> **EXERCISE PROMPT**
Using the entries below, output exactly the lines from the one containing "Returns the observed" through the final line, both included, and no others.

> **TASK MATERIAL**
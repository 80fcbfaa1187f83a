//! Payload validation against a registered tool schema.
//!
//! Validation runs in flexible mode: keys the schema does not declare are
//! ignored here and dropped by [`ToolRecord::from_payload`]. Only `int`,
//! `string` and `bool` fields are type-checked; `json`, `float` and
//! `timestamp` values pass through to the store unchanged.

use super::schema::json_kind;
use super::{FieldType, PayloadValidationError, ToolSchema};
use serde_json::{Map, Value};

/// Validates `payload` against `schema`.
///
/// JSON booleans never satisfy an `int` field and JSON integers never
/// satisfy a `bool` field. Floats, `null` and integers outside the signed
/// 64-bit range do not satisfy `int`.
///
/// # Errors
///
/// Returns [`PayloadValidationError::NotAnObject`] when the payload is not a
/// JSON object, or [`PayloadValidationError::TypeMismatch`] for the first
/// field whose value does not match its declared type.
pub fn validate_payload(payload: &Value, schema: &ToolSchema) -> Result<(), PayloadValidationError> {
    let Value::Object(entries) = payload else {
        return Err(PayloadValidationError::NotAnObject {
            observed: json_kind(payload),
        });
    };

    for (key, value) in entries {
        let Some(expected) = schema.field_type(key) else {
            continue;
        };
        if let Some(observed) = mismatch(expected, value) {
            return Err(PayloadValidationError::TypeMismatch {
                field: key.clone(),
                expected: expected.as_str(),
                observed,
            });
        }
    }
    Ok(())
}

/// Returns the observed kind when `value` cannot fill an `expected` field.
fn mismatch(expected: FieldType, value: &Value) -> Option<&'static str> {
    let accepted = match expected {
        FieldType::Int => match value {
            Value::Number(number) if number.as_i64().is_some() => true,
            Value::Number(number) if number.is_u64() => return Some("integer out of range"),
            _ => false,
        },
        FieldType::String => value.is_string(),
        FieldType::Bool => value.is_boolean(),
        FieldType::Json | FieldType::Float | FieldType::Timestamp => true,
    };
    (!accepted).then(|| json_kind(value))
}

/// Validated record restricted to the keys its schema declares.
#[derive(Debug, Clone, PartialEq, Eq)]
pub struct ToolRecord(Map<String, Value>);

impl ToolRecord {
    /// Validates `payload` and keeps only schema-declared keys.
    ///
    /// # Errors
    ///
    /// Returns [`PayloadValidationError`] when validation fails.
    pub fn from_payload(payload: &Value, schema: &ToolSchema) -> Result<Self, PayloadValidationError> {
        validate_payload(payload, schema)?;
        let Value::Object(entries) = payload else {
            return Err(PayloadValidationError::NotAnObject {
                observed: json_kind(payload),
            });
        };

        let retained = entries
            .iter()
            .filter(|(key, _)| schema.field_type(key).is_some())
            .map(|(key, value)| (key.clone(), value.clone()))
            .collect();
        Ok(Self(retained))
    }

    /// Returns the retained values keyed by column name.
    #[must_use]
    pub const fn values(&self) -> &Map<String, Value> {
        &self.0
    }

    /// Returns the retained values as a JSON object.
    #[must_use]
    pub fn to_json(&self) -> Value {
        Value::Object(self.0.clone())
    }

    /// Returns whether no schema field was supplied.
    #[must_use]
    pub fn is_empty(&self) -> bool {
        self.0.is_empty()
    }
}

> **ANSWER FOR THIS EXERCISE**
/// Returns the observed kind when `value` cannot fill an `expected` field.
fn mismatch(expected: FieldType, value: &Value) -> Option<&'static str> {
    let accepted = match expected {
        FieldType::Int => match value {
            Value::Number(number) if number.as_i64().is_some() => true,
            Value::Number(number) if number.is_u64() => return Some("integer out of range"),
            _ => false,
        },
        FieldType::String => value.is_string(),
        FieldType::Bool => value.is_boolean(),
        FieldType::Json | FieldType::Float | FieldType::Timestamp => true,
    };
    (!accepted).then(|| json_kind(value))
}

/// Validated record restricted to the keys its schema declares.
#[derive(Debug, Clone, PartialEq, Eq)]
pub struct ToolRecord(Map<String, Value>);

impl ToolRecord {
    /// Validates `payload` and keeps only schema-declared keys.
    ///
    /// # Errors
    ///
    /// Returns [`PayloadValidationError`] when validation fails.
    pub fn from_payload(payload: &Value, schema: &ToolSchema) -> Result<Self, PayloadValidationError> {
        validate_payload(payload, schema)?;
        let Value::Object(entries) = payload else {
            return Err(PayloadValidationError::NotAnObject {
                observed: json_kind(payload),
            });
        };

        let retained = entries
            .iter()
            .filter(|(key, _)| schema.field_type(key).is_some())
            .map(|(key, value)| (key.clone(), value.clone()))
            .collect();
        Ok(Self(retained))
    }

    /// Returns the retained values keyed by column name.
    #[must_use]
    pub const fn values(&self) -> &Map<String, Value> {
        &self.0
    }

    /// Returns the retained values as a JSON object.
    #[must_use]
    pub fn to_json(&self) -> Value {
        Value::Object(self.0.clone())
    }

    /// Returns whether no schema field was supplied.
    #[must_use]
    pub fn is_empty(&self) -> bool {
        self.0.is_empty()
    }
}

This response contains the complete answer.